Why the NHL Lockout Is Good For the NCAA







Although many of us are disappointed with the NHL lockout and are awaiting the time everybody gets back to work with hopefully no loss of games, the NCAA should be licking their lips at this potential opportunity!

With the prospect of no hockey to be had in the NHL, the NCAA has to be thinking of ways to capitalize on the opportunity to promote college hockey, a sport that has been largely passed over by the mainstream public in the United States. The reason for this is the incredible lack of television coverage on major sports networks. Sure, states like Minnesota, Michigan, and Massachusetts will have regional coverage of some games, but where is the legitimate attempt to get a national audience?

As of right now, ESPNU may cover a bigger game such as Boston College vs. Boston Univ. in the middle of a season late on a Saturday night, but, unless you’re actively looking for a college hockey game, chances are you won’t find it. During the NCAA tournament, ESPN channels do have broadcasts of live games on ESPN2 and ESPNU, which is nice! But the NCAA basketball tournament is often taking place at the same time on CBS, which puts an incredible damper on the efforts of the NCAA and ESPN.

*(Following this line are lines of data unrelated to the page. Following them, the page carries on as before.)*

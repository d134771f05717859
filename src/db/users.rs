//! Web users and the system key/value dictionary

use anyhow::Result;
use serde::{Deserialize, Serialize};
use sqlx::SqlitePool;

use super::sqlite_helpers::text;

#[derive(Debug, Clone, Serialize, Deserialize)]
pub struct UserRecord {
    pub id: i64,
    pub name: String,
    #[serde(skip_serializing)]
    pub password: String,
    pub pris: String,
}

impl sqlx::FromRow<'_, sqlx::sqlite::SqliteRow> for UserRecord {
    fn from_row(row: &sqlx::sqlite::SqliteRow) -> sqlx::Result<Self> {
        use sqlx::Row;

        Ok(Self {
            id: row.try_get("ID")?,
            name: text(row, "NAME")?,
            password: text(row, "PASSWORD")?,
            pris: text(row, "PRIS")?,
        })
    }
}

pub struct UsersRepository {
    pool: SqlitePool,
}

impl UsersRepository {
    pub fn new(pool: SqlitePool) -> Self {
        Self { pool }
    }

    pub async fn list(&self) -> Result<Vec<UserRecord>> {
        let rows = sqlx::query_as::<_, UserRecord>(
            "SELECT ID, NAME, PASSWORD, PRIS FROM CONFIG_USERS ORDER BY ID",
        )
        .fetch_all(&self.pool)
        .await?;
        Ok(rows)
    }

    pub async fn exists(&self, name: &str) -> Result<bool> {
        Ok(self.get(name).await?.is_some())
    }

    pub async fn get(&self, name: &str) -> Result<Option<UserRecord>> {
        let row = sqlx::query_as::<_, UserRecord>(
            "SELECT ID, NAME, PASSWORD, PRIS FROM CONFIG_USERS WHERE NAME = ?",
        )
        .bind(name)
        .fetch_optional(&self.pool)
        .await?;
        Ok(row)
    }

    /// Create a user. Returns false when the name is taken.
    pub async fn insert(&self, name: &str, password_hash: &str, pris: &str) -> Result<bool> {
        if name.is_empty() || self.exists(name).await? {
            return Ok(false);
        }
        sqlx::query("INSERT INTO CONFIG_USERS (NAME, PASSWORD, PRIS) VALUES (?, ?, ?)")
            .bind(name)
            .bind(password_hash)
            .bind(pris)
            .execute(&self.pool)
            .await?;
        Ok(true)
    }

    pub async fn delete(&self, name: &str) -> Result<bool> {
        let result = sqlx::query("DELETE FROM CONFIG_USERS WHERE NAME = ?")
            .bind(name)
            .execute(&self.pool)
            .await?;
        Ok(result.rows_affected() > 0)
    }
}

pub struct SystemDictRepository {
    pool: SqlitePool,
}

impl SystemDictRepository {
    pub fn new(pool: SqlitePool) -> Self {
        Self { pool }
    }

    /// Insert or overwrite a value
    pub async fn set(&self, kind: &str, key: &str, value: &str) -> Result<()> {
        let updated = sqlx::query("UPDATE SYSTEM_DICT SET VALUE = ? WHERE TYPE = ? AND KEY = ?")
            .bind(value)
            .bind(kind)
            .bind(key)
            .execute(&self.pool)
            .await?;
        if updated.rows_affected() == 0 {
            sqlx::query("INSERT INTO SYSTEM_DICT (TYPE, KEY, VALUE) VALUES (?, ?, ?)")
                .bind(kind)
                .bind(key)
                .bind(value)
                .execute(&self.pool)
                .await?;
        }
        Ok(())
    }

    pub async fn get(&self, kind: &str, key: &str) -> Result<Option<String>> {
        let row = sqlx::query("SELECT VALUE FROM SYSTEM_DICT WHERE TYPE = ? AND KEY = ?")
            .bind(kind)
            .bind(key)
            .fetch_optional(&self.pool)
            .await?;
        Ok(match row {
            Some(row) => Some(text(&row, "VALUE")?),
            None => None,
        })
    }
}

#[cfg(test)]
mod tests {
    use crate::db::Database;

    #[tokio::test]
    async fn test_users_dedupe() {
        let db = Database::connect_in_memory().await.unwrap();
        let repo = db.users();
        assert!(repo.insert("alice", "[hash]x", "history,setting").await.unwrap());
        assert!(!repo.insert("alice", "[hash]y", "").await.unwrap());
        assert_eq!(repo.list().await.unwrap().len(), 1);
        assert!(repo.delete("alice").await.unwrap());
        assert!(!repo.exists("alice").await.unwrap());
    }

    #[tokio::test]
    async fn test_system_dict_upsert() {
        let db = Database::connect_in_memory().await.unwrap();
        let dict = db.system_dict();
        dict.set("CustomScript", "javascript", "a()").await.unwrap();
        dict.set("CustomScript", "javascript", "b()").await.unwrap();
        assert_eq!(
            dict.get("CustomScript", "javascript").await.unwrap().as_deref(),
            Some("b()")
        );
        assert_eq!(dict.get("CustomScript", "css").await.unwrap(), None);
    }
}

What the NCAA has to do now is promote collegiate hockey and aggressively seek broadcast opportunities with prominent networks that would otherwise broadcast NHL games or a rerun of Forrest Gump on a Sunday afternoon.  It’s not only an opportunity to popularize NCAA hockey, but a way to promote the future stars of the NHL.

If a large segment of the public had easy TV access to NCAA hockey in the past, they might have known that Ryan Miller was an incredible goalie for Michigan State before he dominated the Olympics, or that Brian Elliot won a National Championship with the Wisconsin Badgers before he started to shine with the Blues. The possibility that people might become aware of these players before they shine in the NHL provides a whole other level of intrigue for the professional game.

If the NHL loses games this season, it would be the perfect opportunity for the NCAA to get their games out to a national audience. And in turn, this will increase interest in the NHL in the long run.